Exercise requirements: Within the records, find every line that includes the word "JobFilter" and copy it.

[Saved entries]

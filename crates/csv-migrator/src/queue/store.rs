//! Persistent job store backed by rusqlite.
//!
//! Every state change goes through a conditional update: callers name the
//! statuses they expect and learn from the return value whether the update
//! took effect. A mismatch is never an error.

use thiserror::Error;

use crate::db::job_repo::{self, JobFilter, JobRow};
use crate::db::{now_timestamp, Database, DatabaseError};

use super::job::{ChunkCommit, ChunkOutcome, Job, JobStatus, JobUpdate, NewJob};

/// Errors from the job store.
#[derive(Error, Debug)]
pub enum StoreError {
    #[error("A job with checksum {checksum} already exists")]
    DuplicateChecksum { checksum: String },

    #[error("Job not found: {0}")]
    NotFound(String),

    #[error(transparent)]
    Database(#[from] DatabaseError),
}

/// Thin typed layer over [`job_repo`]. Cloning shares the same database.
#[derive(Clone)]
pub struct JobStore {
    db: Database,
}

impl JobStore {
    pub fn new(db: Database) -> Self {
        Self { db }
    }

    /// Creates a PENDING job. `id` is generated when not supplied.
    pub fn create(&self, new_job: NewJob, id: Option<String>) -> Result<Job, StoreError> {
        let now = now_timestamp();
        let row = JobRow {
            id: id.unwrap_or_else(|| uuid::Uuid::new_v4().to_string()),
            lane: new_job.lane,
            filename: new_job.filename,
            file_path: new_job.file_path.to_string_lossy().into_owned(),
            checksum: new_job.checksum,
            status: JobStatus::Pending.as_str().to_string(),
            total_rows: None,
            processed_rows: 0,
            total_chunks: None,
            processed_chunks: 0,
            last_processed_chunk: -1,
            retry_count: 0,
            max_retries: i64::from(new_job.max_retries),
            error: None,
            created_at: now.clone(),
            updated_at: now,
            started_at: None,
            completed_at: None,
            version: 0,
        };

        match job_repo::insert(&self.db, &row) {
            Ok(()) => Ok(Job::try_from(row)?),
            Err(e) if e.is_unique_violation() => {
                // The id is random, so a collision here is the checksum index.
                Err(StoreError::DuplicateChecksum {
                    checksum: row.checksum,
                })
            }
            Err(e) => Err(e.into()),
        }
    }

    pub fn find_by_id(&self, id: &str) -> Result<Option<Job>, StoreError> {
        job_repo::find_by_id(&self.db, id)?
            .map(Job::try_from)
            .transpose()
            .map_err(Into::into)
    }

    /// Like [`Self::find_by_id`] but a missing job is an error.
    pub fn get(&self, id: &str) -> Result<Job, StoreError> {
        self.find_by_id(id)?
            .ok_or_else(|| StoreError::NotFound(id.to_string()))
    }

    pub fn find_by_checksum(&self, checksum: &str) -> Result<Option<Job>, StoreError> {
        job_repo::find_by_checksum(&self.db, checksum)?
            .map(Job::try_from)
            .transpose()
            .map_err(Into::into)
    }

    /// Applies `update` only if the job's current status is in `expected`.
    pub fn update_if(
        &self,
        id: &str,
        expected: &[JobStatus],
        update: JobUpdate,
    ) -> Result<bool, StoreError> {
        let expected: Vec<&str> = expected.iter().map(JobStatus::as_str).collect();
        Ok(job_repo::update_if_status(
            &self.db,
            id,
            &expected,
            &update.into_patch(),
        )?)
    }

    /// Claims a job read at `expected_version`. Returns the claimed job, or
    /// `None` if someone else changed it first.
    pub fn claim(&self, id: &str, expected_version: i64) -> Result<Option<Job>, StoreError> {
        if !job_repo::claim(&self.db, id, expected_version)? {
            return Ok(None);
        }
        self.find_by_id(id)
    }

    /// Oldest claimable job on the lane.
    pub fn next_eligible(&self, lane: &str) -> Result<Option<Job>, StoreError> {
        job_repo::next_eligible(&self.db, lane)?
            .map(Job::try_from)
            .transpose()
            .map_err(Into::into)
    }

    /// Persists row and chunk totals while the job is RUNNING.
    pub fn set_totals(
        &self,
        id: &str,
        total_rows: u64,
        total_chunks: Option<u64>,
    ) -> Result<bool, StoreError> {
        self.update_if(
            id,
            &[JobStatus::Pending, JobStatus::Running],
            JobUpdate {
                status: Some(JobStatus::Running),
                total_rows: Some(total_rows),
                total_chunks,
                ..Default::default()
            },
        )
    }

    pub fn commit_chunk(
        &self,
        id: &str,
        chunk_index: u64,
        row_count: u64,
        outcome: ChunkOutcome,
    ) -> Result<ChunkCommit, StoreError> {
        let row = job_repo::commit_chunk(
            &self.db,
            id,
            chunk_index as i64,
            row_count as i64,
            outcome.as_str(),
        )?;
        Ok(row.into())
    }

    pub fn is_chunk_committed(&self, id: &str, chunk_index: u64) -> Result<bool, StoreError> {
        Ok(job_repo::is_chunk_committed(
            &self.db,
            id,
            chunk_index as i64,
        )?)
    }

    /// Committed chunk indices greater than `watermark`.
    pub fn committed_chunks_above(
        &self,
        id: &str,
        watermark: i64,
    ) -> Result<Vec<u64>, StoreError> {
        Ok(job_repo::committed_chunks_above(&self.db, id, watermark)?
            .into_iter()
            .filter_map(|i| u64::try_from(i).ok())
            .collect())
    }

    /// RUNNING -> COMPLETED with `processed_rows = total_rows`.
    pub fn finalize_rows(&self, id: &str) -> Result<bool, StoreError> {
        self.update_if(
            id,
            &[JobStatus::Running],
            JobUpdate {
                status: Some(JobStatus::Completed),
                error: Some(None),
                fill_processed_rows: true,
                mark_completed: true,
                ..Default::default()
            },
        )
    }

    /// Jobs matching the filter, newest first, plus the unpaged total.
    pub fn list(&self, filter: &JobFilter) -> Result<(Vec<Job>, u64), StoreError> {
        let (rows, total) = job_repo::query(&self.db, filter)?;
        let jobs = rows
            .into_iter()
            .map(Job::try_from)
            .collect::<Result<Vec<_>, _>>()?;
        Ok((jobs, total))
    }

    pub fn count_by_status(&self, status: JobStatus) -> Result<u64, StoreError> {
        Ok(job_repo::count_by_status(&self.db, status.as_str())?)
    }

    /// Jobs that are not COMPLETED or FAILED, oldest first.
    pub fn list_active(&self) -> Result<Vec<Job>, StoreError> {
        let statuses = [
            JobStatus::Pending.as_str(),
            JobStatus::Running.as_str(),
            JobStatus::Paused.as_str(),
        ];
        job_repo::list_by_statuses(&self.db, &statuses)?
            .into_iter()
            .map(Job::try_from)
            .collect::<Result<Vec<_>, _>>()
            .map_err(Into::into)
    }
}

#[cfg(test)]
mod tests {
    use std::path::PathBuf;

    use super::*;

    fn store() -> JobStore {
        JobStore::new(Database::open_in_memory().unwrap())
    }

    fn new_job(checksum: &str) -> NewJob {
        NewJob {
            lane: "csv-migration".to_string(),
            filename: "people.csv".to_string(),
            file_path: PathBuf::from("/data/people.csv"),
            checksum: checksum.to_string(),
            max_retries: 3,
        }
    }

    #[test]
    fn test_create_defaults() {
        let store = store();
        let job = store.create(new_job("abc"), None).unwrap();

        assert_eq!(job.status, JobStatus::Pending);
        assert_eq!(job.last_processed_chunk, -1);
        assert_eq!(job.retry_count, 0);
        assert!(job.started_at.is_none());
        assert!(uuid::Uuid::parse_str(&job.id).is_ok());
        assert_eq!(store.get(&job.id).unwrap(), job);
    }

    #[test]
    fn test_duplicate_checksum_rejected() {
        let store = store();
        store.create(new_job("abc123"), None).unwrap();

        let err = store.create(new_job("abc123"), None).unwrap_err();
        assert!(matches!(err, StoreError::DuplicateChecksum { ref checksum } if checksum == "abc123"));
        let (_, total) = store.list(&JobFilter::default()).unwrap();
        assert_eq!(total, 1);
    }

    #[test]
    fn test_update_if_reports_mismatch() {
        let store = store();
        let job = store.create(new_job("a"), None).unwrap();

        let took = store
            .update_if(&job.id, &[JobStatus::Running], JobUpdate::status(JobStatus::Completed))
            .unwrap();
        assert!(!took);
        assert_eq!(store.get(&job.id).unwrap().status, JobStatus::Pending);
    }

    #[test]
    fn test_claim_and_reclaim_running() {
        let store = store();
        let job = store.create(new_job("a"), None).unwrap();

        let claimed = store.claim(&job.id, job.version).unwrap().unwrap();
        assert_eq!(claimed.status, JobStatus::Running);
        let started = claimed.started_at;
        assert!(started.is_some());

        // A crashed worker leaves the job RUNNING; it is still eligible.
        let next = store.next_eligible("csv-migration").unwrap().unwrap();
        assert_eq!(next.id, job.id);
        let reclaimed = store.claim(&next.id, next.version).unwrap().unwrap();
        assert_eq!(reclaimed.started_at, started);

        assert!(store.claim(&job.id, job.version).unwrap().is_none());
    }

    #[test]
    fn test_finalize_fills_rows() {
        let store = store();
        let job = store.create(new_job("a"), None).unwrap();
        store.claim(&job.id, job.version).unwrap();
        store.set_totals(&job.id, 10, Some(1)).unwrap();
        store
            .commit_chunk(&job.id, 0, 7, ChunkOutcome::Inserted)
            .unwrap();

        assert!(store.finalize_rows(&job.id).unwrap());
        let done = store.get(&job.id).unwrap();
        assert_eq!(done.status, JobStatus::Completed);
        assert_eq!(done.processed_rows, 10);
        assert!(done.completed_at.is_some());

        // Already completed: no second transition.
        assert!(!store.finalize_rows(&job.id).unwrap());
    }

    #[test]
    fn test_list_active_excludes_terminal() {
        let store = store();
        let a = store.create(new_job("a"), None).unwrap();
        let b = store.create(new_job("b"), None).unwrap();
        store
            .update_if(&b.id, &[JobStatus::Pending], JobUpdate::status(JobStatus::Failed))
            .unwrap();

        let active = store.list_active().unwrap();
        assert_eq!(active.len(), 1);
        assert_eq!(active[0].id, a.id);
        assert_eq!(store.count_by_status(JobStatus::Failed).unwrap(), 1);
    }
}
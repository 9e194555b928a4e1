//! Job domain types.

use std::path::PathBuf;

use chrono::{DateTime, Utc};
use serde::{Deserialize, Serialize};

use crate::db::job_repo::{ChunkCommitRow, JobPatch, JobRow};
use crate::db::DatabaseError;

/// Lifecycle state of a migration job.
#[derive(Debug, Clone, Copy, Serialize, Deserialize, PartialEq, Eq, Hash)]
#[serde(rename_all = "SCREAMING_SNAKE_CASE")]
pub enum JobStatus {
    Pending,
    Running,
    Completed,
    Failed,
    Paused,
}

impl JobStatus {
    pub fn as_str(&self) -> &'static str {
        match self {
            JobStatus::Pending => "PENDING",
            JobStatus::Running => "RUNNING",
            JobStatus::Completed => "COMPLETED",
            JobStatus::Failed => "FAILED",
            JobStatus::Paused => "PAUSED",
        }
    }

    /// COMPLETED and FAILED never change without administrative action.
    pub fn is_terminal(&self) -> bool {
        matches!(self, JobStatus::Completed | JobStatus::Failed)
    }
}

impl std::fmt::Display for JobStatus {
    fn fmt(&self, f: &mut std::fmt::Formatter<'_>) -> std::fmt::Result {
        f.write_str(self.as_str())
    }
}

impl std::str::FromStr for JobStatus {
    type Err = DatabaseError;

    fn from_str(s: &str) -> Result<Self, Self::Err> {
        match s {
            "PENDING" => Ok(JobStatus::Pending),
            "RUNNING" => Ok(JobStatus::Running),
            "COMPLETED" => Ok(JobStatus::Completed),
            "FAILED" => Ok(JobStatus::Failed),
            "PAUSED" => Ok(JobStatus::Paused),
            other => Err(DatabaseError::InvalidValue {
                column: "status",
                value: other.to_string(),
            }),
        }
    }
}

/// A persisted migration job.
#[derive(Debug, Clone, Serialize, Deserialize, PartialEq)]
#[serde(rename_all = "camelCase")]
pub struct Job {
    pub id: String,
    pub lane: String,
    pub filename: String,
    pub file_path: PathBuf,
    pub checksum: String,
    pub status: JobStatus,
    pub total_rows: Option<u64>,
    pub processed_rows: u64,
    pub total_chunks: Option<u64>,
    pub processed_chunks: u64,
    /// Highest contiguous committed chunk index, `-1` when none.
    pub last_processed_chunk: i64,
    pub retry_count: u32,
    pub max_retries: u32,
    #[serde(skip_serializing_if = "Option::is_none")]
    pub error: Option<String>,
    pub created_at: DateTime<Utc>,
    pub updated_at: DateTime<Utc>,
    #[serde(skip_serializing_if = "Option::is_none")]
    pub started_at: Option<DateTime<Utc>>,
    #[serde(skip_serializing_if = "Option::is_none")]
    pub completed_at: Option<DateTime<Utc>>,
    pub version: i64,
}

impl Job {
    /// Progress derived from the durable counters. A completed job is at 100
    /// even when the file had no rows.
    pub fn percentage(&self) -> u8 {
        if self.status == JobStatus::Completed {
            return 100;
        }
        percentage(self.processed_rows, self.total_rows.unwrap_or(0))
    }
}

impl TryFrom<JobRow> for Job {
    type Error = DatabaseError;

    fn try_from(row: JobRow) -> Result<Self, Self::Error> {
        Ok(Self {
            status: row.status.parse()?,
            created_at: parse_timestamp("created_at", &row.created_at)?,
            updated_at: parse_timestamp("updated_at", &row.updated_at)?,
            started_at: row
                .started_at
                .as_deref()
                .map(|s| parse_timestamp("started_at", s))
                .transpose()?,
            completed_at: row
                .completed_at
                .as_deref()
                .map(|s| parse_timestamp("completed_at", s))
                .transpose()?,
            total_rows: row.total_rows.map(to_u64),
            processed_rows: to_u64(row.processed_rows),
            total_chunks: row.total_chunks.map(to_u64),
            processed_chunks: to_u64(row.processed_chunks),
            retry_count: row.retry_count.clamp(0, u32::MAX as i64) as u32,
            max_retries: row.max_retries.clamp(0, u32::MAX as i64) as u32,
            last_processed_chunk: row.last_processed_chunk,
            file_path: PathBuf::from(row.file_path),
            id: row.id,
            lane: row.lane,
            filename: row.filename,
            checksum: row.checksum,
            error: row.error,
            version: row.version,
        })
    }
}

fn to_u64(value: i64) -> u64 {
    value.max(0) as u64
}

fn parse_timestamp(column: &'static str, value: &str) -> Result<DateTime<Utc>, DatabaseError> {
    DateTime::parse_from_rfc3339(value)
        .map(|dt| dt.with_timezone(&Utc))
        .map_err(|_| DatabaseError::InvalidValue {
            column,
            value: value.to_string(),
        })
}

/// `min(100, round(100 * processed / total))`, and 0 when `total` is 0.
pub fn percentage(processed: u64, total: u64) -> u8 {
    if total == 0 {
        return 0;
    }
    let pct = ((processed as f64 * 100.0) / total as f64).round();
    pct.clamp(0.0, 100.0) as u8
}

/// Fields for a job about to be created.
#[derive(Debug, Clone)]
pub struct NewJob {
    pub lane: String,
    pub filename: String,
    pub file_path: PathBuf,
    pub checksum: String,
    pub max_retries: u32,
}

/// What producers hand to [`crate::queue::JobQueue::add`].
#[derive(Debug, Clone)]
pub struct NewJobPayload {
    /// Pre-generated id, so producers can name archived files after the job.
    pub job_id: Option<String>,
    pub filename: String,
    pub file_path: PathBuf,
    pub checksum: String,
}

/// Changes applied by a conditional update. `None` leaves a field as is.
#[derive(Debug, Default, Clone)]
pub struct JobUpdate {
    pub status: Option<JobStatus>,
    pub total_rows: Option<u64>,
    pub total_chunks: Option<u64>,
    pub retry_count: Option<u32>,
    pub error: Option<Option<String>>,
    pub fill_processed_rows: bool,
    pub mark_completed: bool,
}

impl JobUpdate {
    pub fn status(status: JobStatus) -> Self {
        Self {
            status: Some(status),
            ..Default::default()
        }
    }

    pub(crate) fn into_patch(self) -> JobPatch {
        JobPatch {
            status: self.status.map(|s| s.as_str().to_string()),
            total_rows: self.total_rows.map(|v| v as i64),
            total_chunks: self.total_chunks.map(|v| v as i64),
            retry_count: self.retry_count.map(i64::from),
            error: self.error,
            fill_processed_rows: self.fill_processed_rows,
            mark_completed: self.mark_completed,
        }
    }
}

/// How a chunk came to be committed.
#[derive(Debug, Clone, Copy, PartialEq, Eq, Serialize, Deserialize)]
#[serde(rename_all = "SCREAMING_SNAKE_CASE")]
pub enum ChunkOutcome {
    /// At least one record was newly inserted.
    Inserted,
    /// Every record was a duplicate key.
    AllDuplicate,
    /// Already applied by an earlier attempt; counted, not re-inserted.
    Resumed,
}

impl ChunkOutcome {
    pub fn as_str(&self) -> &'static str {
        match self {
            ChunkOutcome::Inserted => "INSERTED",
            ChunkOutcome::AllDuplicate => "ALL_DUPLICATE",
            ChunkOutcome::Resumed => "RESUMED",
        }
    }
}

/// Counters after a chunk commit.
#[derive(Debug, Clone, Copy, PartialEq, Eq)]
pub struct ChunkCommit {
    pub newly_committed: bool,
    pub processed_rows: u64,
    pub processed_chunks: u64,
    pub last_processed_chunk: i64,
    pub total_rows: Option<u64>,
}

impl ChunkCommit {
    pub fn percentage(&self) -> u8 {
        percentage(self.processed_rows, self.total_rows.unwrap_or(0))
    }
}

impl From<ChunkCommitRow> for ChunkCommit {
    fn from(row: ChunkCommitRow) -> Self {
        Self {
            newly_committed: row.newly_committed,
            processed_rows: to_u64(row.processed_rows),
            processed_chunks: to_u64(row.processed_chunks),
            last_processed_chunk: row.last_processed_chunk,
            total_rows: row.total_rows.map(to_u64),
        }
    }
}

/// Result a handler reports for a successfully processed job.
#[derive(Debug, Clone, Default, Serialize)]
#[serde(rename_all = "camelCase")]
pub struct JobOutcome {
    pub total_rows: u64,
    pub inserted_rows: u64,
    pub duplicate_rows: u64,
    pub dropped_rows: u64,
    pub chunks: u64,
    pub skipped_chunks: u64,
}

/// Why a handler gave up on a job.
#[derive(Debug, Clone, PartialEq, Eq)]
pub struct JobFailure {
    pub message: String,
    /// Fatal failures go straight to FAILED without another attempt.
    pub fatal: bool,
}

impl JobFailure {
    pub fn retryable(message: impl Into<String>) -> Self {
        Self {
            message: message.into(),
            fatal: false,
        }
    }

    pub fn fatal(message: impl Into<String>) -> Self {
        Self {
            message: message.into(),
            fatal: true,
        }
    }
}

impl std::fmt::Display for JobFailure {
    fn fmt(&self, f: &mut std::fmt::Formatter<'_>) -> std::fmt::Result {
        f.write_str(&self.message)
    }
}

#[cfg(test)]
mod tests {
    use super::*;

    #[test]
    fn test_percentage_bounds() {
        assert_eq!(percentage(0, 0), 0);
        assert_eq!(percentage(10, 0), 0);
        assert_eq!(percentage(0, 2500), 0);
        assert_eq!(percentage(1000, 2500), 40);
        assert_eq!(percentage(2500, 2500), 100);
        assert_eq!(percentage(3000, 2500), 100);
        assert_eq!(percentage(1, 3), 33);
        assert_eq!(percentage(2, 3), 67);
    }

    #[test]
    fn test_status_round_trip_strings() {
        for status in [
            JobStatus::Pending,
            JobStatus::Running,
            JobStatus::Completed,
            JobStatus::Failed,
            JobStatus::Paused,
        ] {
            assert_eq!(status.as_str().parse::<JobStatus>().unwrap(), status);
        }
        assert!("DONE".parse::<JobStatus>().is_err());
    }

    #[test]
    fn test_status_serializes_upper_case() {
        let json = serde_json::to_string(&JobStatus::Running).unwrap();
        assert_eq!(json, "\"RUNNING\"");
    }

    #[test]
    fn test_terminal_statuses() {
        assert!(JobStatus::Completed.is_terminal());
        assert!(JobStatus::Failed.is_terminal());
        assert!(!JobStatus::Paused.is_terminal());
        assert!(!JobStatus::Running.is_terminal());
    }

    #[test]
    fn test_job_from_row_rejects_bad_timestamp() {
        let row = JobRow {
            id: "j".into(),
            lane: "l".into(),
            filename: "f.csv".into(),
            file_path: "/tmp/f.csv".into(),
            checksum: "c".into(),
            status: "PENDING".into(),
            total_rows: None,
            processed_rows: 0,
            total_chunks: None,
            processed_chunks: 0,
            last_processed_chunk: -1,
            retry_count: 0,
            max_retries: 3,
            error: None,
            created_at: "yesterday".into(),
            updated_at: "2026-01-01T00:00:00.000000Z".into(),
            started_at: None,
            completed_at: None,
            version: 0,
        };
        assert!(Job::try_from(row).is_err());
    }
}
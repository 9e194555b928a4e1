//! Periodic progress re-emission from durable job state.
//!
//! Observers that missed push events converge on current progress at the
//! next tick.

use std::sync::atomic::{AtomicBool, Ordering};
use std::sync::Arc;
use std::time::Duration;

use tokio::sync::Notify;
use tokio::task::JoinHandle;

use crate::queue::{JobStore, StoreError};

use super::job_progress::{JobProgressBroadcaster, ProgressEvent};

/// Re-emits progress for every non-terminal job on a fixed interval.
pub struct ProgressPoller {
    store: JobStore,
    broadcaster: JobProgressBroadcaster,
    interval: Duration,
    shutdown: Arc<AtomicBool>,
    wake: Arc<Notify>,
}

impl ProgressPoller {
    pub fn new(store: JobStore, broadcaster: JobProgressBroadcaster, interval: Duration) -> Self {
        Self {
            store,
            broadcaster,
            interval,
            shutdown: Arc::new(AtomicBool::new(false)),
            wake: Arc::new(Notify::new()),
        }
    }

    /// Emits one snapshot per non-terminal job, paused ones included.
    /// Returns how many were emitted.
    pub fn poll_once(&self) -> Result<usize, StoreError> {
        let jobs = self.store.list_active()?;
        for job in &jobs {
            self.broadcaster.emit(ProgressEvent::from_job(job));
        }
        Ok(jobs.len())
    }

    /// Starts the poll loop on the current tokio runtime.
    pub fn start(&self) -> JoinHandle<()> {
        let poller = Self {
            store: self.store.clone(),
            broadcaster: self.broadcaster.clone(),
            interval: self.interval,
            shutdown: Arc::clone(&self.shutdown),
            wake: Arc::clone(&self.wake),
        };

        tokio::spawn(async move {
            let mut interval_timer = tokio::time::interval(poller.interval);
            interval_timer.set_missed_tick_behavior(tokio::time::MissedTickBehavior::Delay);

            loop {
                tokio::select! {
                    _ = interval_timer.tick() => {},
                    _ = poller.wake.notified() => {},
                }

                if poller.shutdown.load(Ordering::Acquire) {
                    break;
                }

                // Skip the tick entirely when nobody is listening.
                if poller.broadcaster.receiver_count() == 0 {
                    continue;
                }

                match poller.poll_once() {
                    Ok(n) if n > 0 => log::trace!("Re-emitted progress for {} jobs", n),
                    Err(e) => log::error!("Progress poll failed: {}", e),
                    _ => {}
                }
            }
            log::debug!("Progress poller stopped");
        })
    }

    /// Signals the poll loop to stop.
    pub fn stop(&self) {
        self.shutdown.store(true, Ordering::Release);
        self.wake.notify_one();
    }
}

Task result:
use crate::db::job_repo::{self, JobFilter, JobRow};
    pub fn list(&self, filter: &JobFilter) -> Result<(Vec<Job>, u64), StoreError> {
        let (_, total) = store.list(&JobFilter::default()).unwrap();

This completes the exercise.